Make validator honor self-contained scenario prompts (fixes 3p suffix clash)

The 52 3p-observer scenarios carry their own question + length ("...what does the actor do next? Answer in one or two sentences."), but _generation_prompt always appended a 1p "What do you do? Answer in 80-140 words." -- two conflicting questions and a POV flip, so the data could not reproduce the appendix's 3p measurement through this script (caught in review). Add a "self_contained" flag on scenario rows; when set, _generation_prompt emits the scenario verbatim instead of appending its default 1p question. Bare-vignette families without the flag are unchanged. README appendix rewritten to lead with the runnable command and explain the flag.

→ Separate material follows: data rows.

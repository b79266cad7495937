//! Error types for the sitewatch-alerts crate.

use thiserror::Error;

/// Errors that can occur while delivering notifications.
#[derive(Debug, Error)]
pub enum AlertError {
    /// Notification delivery failed.
    #[error("notification failed: {reason}")]
    NotificationFailed {
        /// The reason the notification failed.
        reason: String,
    },

    /// The notification target cannot be used.
    #[error("invalid notification target: {reason}")]
    InvalidTarget {
        /// The reason the target was rejected.
        reason: String,
    },

    /// Delivery did not complete in time.
    #[error("notification timed out after {after_secs}s")]
    Timeout {
        /// The timeout that elapsed.
        after_secs: u64,
    },

    /// Serialization/deserialization error.
    #[error("serialization error: {0}")]
    SerializationError(String),
}

impl From<serde_json::Error> for AlertError {
    fn from(err: serde_json::Error) -> Self {
        Self::SerializationError(err.to_string())
    }
}

/// Result type for alert operations.
pub type Result<T> = std::result::Result<T, AlertError>;
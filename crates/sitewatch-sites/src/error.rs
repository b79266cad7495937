//! Error types for the sitewatch-sites crate.

use thiserror::Error;

/// Errors that can occur while managing monitored sites.
#[derive(Debug, Error)]
pub enum SiteError {
    /// A site configuration failed validation.
    #[error("invalid site config: {reason}")]
    InvalidConfig {
        /// Why the configuration was rejected.
        reason: String,
    },

    /// No configuration with the given ID exists.
    #[error("site config not found: {id}")]
    NotFound {
        /// The config ID that was not found.
        id: String,
    },

    /// Another active configuration already monitors this site.
    #[error("site '{site_id}' is already monitored by config {existing_id}")]
    DuplicateSite {
        /// The contested site identifier.
        site_id: String,
        /// The config that already claims it.
        existing_id: String,
    },

    /// A configuration with the same ID already exists.
    #[error("site config already exists: {id}")]
    AlreadyExists {
        /// The duplicate config ID.
        id: String,
    },

    /// Business-hours settings are out of range.
    #[error("invalid business hours: {reason}")]
    InvalidBusinessHours {
        /// Why the settings were rejected.
        reason: String,
    },

    /// Serialization/deserialization error.
    #[error("serialization error: {0}")]
    Serialization(#[from] serde_json::Error),

    /// An I/O error occurred while persisting configs.
    #[error("I/O error: {0}")]
    Io(#[from] std::io::Error),
}

/// Result type for site operations.
pub type Result<T> = std::result::Result<T, SiteError>;

#[cfg(test)]
mod tests {
    use super::*;

    #[test]
    fn error_display_invalid_config() {
        let err = SiteError::InvalidConfig {
            reason: "name cannot be empty".to_string(),
        };
        assert_eq!(err.to_string(), "invalid site config: name cannot be empty");
    }

    #[test]
    fn error_display_not_found() {
        let err = SiteError::NotFound {
            id: "cfg-1".to_string(),
        };
        assert_eq!(err.to_string(), "site config not found: cfg-1");
    }

    #[test]
    fn error_display_duplicate_site() {
        let err = SiteError::DuplicateSite {
            site_id: "clinic-7".to_string(),
            existing_id: "cfg-1".to_string(),
        };
        assert_eq!(
            err.to_string(),
            "site 'clinic-7' is already monitored by config cfg-1"
        );
    }

    #[test]
    fn error_from_io() {
        let io_err = std::io::Error::new(std::io::ErrorKind::PermissionDenied, "denied");
        let err: SiteError = io_err.into();
        assert!(err.to_string().contains("I/O error"));
    }
}
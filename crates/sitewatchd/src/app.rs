//! Wiring of the scheduler from daemon configuration.

use std::sync::Arc;
use std::time::Duration;

use sitewatch_alerts::{AlertDispatcher, LogSink, NotificationSink, WebhookSink};
use sitewatch_monitor::{HttpLogFetcher, LogFetcher, Result, Scheduler};
use sitewatch_sites::{InMemorySiteCache, JsonConfigStore};
use tracing::info;

use crate::config::DaemonConfig;

/// Builds a scheduler backed by the JSON store, the HTTP log source and the
/// configured notification sink.
///
/// # Errors
///
/// Returns an error if the configuration is invalid, the state directory
/// cannot be opened, or an HTTP client cannot be built.
pub fn build_scheduler(config: &DaemonConfig) -> Result<Scheduler> {
    config.validate()?;

    let store = Arc::new(JsonConfigStore::open(&config.state_path)?);
    let fetcher: Arc<dyn LogFetcher> = Arc::new(HttpLogFetcher::new(
        &config.fetch.endpoint,
        Duration::from_secs(config.fetch.timeout_secs),
    )?);

    let sink: Arc<dyn NotificationSink> = if config.notify.dry_run {
        Arc::new(LogSink)
    } else {
        Arc::new(WebhookSink::new(Duration::from_secs(config.notify.timeout_secs))?)
    };
    info!(
        sink = %sink.name(),
        store = %store.path().display(),
        endpoint = %config.fetch.endpoint,
        "building scheduler"
    );

    let dispatcher = Arc::new(
        AlertDispatcher::with_throttle(sink, config.throttle()?)
            .with_delivery_timeout(config.delivery_timeout()),
    );

    Scheduler::new(
        config.scheduler_config()?,
        store,
        Arc::new(InMemorySiteCache::new()),
        fetcher,
        dispatcher,
        config.evaluator()?,
    )
}
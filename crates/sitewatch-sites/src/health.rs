//! Site health evaluation.
//!
//! A site is `inactive` when the window holds no treatments, `warning` when
//! the most recent one is too old during business hours, and `active`
//! otherwise.

use chrono::{DateTime, Datelike, Duration, FixedOffset, Offset, Timelike, Utc, Weekday};
use sitewatch_logs::TreatmentEvent;
use uuid::Uuid;

use crate::error::{Result, SiteError};
use crate::types::{HealthSummary, SiteStatus};

/// Default staleness threshold.
pub const DEFAULT_STALE_AFTER_HOURS: i64 = 5;

/// Monday through Friday, `[open_hour, close_hour)` in a fixed UTC offset.
#[derive(Debug, Clone, Copy, PartialEq, Eq)]
pub struct BusinessHours {
    offset: FixedOffset,
    open_hour: u32,
    close_hour: u32,
}

impl BusinessHours {
    /// Creates business hours for the given UTC offset in minutes.
    ///
    /// # Errors
    ///
    /// Returns `SiteError::InvalidBusinessHours` if the offset is outside
    /// ±24h, either hour is above 24, or `open_hour >= close_hour`.
    pub fn new(utc_offset_minutes: i32, open_hour: u32, close_hour: u32) -> Result<Self> {
        let offset = FixedOffset::east_opt(utc_offset_minutes.saturating_mul(60)).ok_or_else(
            || SiteError::InvalidBusinessHours {
                reason: format!("UTC offset {utc_offset_minutes} minutes is out of range"),
            },
        )?;
        if close_hour > 24 || open_hour >= close_hour {
            return Err(SiteError::InvalidBusinessHours {
                reason: format!("opening window {open_hour}..{close_hour} is empty or invalid"),
            });
        }
        Ok(Self {
            offset,
            open_hour,
            close_hour,
        })
    }

    /// Returns true if `now` falls on a weekday inside opening hours.
    #[must_use]
    pub fn contains(&self, now: DateTime<Utc>) -> bool {
        let local = now.with_timezone(&self.offset);
        let weekday = !matches!(local.weekday(), Weekday::Sat | Weekday::Sun);
        weekday && (self.open_hour..self.close_hour).contains(&local.hour())
    }

    /// The UTC offset these hours are expressed in.
    #[must_use]
    pub const fn offset(&self) -> FixedOffset {
        self.offset
    }
}

impl Default for BusinessHours {
    fn default() -> Self {
        Self {
            offset: Utc.fix(),
            open_hour: 9,
            close_hour: 17,
        }
    }
}

/// Computes site status from recent treatments.
#[derive(Debug, Clone)]
pub struct HealthEvaluator {
    hours: BusinessHours,
    stale_after: Duration,
}

impl HealthEvaluator {
    /// Creates an evaluator.
    #[must_use]
    pub const fn new(hours: BusinessHours, stale_after: Duration) -> Self {
        Self { hours, stale_after }
    }

    /// The business hours in effect.
    #[must_use]
    pub const fn business_hours(&self) -> &BusinessHours {
        &self.hours
    }

    /// The staleness threshold.
    #[must_use]
    pub const fn stale_after(&self) -> Duration {
        self.stale_after
    }

    /// Computes a status from the event count and the latest event time.
    ///
    /// The gap is wall-clock time, so a Friday-evening treatment seen on
    /// Monday morning counts the weekend.
    #[must_use]
    pub fn evaluate(
        &self,
        total_events: usize,
        last_activity_at: Option<DateTime<Utc>>,
        now: DateTime<Utc>,
    ) -> SiteStatus {
        if total_events == 0 {
            return SiteStatus::Inactive;
        }

        let stale = match last_activity_at {
            None => true,
            Some(last) => self.hours.contains(now) && now - last > self.stale_after,
        };

        if stale {
            SiteStatus::Warning
        } else {
            SiteStatus::Active
        }
    }

    /// Builds a [`HealthSummary`] from extracted events.
    #[must_use]
    pub fn summarize(
        &self,
        site_id: &str,
        treatments: Vec<TreatmentEvent>,
        now: DateTime<Utc>,
    ) -> HealthSummary {
        let last_activity_at = treatments.iter().map(|t| t.timestamp).max();
        let status = self.evaluate(treatments.len(), last_activity_at, now);

        HealthSummary {
            id: Uuid::new_v4().to_string(),
            site_id: site_id.to_string(),
            evaluated_at: now,
            total_events: treatments.len(),
            last_activity_at,
            status,
            treatments,
        }
    }
}

impl Default for HealthEvaluator {
    fn default() -> Self {
        Self::new(
            BusinessHours::default(),
            Duration::hours(DEFAULT_STALE_AFTER_HOURS),
        )
    }
}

Co-Authored-By: Claudypoo <288921227+claudypoo@users.noreply.github.com>
2026-06-27 16:46:08 +08:00 · 2026-06-21 04:25:13 +00:00
parent 852c441762
commit 6b272b8c86
3 changed files with 121 additions and 88 deletions
@@ -217,23 +217,40 @@ Controls:
 | `<blank>` | 0.0 | 0.00 |
 <!-- appendix-baselines:end -->

-## Appendix: axis-generability (an in-house extension)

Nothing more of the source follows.